## Instructions for the task
Where in the listing does the string "HandlerId" appear? Copy every line that holds it.

## Material to process
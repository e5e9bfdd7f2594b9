#![forbid(unsafe_code)]

//! View nodes: identity, tree links, template, and handler tables.

use std::fmt;

use weave_core::emitter::{Emitter, EventEmitter, HandlerId};
use weave_core::Value;
use weave_store::{ModelStore, Subscription};
use web_time::Instant;

use crate::event::UiEvent;
use crate::id::ViewId;
use crate::lifecycle::{Lifecycle, LifecycleCx, RenderState};
use crate::surface::Markup;

/// What a template sees while rendering.
pub struct TemplateScope<'a> {
    id: &'a ViewId,
    state: &'a Value,
    store: &'a ModelStore,
}

impl<'a> TemplateScope<'a> {
    pub(crate) fn new(id: &'a ViewId, state: &'a Value, store: &'a ModelStore) -> Self {
        Self { id, state, store }
    }

    #[must_use]
    pub fn id(&self) -> &ViewId {
        self.id
    }

    /// Snapshot of the view's local state.
    #[must_use]
    pub fn state(&self) -> &Value {
        self.state
    }

    /// Read any record from the model store.
    #[must_use]
    pub fn get(&self, key: &str) -> Option<Value> {
        self.store.get(key)
    }

    #[must_use]
    pub fn store(&self) -> &ModelStore {
        self.store
    }
}

/// Template function: local state in, markup out.
pub type Template = Box<dyn Fn(&TemplateScope<'_>) -> Markup>;

/// One node of the view tree.
///
/// Build with [`ViewNode::new`] and the `with_*` methods, then hand it to
/// [`RenderScheduler::register`](crate::RenderScheduler::register).
pub struct ViewNode {
    pub(crate) id: ViewId,
    pub(crate) parent: Option<ViewId>,
    pub(crate) children: Vec<ViewId>,
    pub(crate) anchor: String,
    pub(crate) state: Value,
    pub(crate) render_state: RenderState,
    pub(crate) skip_render: bool,
    pub(crate) transient: bool,
    pub(crate) deadline: Option<Instant>,
    pub(crate) render_count: u64,
    pub(crate) template: Template,
    lifecycle: Emitter<Lifecycle, LifecycleCx>,
    pub(crate) ui: Emitter<String, UiEvent>,
    subscriptions: Vec<Subscription>,
}

impl ViewNode {
    pub fn new(
        id: ViewId,
        anchor: impl Into<String>,
        template: impl Fn(&TemplateScope<'_>) -> Markup + 'static,
    ) -> Self {
        Self {
            id,
            parent: None,
            children: Vec::new(),
            anchor: anchor.into(),
            state: Value::Null,
            render_state: RenderState::Unregistered,
            skip_render: false,
            transient: false,
            deadline: None,
            render_count: 0,
            template: Box::new(template),
            lifecycle: Emitter::new(),
            ui: Emitter::new(),
            subscriptions: Vec::new(),
        }
    }

    #[must_use]
    pub fn with_parent(mut self, parent: ViewId) -> Self {
        self.parent = Some(parent);
        self
    }

    /// Initial local state, written to `view:<id>` on registration.
    #[must_use]
    pub fn with_state(mut self, state: Value) -> Self {
        self.state = state;
        self
    }

    /// Give the node a liveness deadline, re-armed on every render.
    #[must_use]
    pub fn transient(mut self) -> Self {
        self.transient = true;
        self
    }

    /// Handle UI event `name` dispatched to this node or bubbled from below.
    #[must_use]
    pub fn with_handler(mut self, name: impl Into<String>, handler: impl Fn(&UiEvent) + 'static) -> Self {
        self.ui.on(name.into(), handler);
        self
    }

    /// Handle lifecycle event `event`.
    #[must_use]
    pub fn with_lifecycle(mut self, event: Lifecycle, handler: impl Fn(&LifecycleCx) + 'static) -> Self {
        self.on(event, handler);
        self
    }

    /// Keep a store subscription alive for as long as the node is registered.
    pub fn hold(&mut self, subscription: Subscription) {
        self.subscriptions.push(subscription);
    }

    /// Veto the next render. Cleared when it takes effect.
    pub fn skip_next_render(&mut self) {
        self.skip_render = true;
    }

    pub fn on_ui(&mut self, name: impl Into<String>, handler: impl Fn(&UiEvent) + 'static) -> HandlerId {
        self.ui.on(name.into(), handler)
    }

    #[must_use]
    pub fn id(&self) -> &ViewId {
        &self.id
    }

    #[must_use]
    pub fn parent(&self) -> Option<&ViewId> {
        self.parent.as_ref()
    }

    #[must_use]
    pub fn children(&self) -> &[ViewId] {
        &self.children
    }

    #[must_use]
    pub fn anchor(&self) -> &str {
        &self.anchor
    }

    #[must_use]
    pub fn render_state(&self) -> RenderState {
        self.render_state
    }

    #[must_use]
    pub fn is_transient(&self) -> bool {
        self.transient
    }

    #[must_use]
    pub fn deadline(&self) -> Option<Instant> {
        self.deadline
    }

    #[must_use]
    pub fn render_count(&self) -> u64 {
        self.render_count
    }

    #[must_use]
    pub fn is_root(&self) -> bool {
        self.parent.is_none()
    }

    pub(crate) fn add_child(&mut self, child: ViewId) {
        if !self.children.contains(&child) {
            self.children.push(child);
        }
    }

    pub(crate) fn remove_child(&mut self, child: &ViewId) {
        self.children.retain(|c| c != child);
    }

    pub(crate) fn render_markup(&self, state: &Value, store: &ModelStore) -> Markup {
        (self.template)(&TemplateScope::new(&self.id, state, store))
    }
}

impl EventEmitter for ViewNode {
    type Key = Lifecycle;
    type Payload = LifecycleCx;

    fn emitter(&self) -> &Emitter<Lifecycle, LifecycleCx> {
        &self.lifecycle
    }

    fn emitter_mut(&mut self) -> &mut Emitter<Lifecycle, LifecycleCx> {
        &mut self.lifecycle
    }
}

impl fmt::Debug for ViewNode {
    fn fmt(&self, f: &mut fmt::Formatter<'_>) -> fmt::Result {
        f.debug_struct("ViewNode")
            .field("id", &self.id)
            .field("parent", &self.parent)
            .field("children", &self.children)
            .field("anchor", &self.anchor)
            .field("render_state", &self.render_state)
            .field("skip_render", &self.skip_render)
            .field("transient", &self.transient)
            .field("render_count", &self.render_count)
            .finish_non_exhaustive()
    }
}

## Solved exercise
use weave_core::emitter::{Emitter, EventEmitter, HandlerId};
    pub fn on_ui(&mut self, name: impl Into<String>, handler: impl Fn(&UiEvent) + 'static) -> HandlerId {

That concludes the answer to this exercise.